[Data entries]
☆ ☆ ☆ ☆ ☆ ☆ ☆
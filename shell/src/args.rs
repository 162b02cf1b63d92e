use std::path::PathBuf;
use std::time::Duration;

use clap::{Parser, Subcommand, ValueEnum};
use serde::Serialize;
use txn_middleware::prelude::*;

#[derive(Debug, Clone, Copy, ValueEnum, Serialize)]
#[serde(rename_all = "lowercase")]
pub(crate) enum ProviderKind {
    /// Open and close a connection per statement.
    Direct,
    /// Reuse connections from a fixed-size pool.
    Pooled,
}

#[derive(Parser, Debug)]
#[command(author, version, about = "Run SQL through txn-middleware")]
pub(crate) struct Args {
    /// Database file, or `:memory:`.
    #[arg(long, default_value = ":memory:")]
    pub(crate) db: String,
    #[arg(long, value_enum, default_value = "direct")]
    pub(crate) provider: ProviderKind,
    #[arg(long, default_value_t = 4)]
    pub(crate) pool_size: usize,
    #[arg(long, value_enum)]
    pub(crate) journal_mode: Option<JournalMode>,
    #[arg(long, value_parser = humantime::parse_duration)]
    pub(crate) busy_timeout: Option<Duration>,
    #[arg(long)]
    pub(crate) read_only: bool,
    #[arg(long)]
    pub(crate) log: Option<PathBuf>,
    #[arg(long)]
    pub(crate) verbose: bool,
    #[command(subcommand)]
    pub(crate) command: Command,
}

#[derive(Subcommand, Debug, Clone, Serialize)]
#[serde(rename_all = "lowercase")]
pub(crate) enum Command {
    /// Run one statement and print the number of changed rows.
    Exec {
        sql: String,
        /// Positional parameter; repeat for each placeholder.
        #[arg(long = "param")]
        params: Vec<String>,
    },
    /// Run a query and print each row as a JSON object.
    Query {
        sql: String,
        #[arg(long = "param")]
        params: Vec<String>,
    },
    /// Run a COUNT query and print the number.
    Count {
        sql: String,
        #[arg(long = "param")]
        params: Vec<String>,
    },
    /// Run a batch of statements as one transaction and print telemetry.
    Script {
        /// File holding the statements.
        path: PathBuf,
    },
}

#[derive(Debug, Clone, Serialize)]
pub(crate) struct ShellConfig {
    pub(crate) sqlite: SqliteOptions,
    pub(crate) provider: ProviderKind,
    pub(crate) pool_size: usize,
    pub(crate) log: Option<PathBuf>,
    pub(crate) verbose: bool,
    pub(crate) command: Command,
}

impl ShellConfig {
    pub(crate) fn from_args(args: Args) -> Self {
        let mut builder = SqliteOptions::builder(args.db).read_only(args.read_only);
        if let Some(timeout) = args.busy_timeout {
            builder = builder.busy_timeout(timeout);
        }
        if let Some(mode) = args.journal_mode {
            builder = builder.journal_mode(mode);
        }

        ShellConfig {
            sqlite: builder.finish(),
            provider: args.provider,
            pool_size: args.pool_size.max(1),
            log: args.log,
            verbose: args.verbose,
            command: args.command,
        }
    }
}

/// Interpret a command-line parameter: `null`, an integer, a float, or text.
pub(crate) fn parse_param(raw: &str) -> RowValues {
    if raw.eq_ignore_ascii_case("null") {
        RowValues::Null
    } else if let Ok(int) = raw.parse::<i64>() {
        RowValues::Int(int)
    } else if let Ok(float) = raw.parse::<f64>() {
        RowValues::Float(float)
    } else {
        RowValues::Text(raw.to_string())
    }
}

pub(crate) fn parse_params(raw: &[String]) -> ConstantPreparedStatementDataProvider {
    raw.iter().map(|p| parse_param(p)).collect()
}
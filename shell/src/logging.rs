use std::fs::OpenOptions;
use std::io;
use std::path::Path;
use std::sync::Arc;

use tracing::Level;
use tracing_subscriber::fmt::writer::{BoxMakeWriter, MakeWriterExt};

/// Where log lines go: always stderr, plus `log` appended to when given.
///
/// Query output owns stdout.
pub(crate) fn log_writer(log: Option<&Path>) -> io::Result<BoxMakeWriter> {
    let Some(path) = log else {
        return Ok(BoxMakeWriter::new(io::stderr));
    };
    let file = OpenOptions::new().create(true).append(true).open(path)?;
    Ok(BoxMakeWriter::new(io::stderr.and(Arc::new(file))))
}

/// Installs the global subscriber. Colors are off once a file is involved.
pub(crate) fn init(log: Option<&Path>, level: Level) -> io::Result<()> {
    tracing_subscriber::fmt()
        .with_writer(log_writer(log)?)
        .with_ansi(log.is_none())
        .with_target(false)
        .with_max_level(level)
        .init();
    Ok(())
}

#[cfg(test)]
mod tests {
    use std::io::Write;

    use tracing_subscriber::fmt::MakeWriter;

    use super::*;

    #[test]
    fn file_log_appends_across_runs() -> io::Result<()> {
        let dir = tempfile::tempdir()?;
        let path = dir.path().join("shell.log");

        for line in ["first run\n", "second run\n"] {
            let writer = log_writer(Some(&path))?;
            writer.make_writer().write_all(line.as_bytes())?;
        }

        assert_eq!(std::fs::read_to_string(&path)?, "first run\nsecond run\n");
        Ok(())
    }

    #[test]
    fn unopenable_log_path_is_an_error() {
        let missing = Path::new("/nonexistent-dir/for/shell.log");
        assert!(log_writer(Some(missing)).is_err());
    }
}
☆ ☆ ☆ ☆ ☆ ☆ ☆
▶ **WORK REQUIRED**: Search the data and copy each line containing "OpenOptions".

▶ **EXERCISE ANSWER**:
use std::fs::OpenOptions;
    let file = OpenOptions::new().create(true).append(true).open(path)?;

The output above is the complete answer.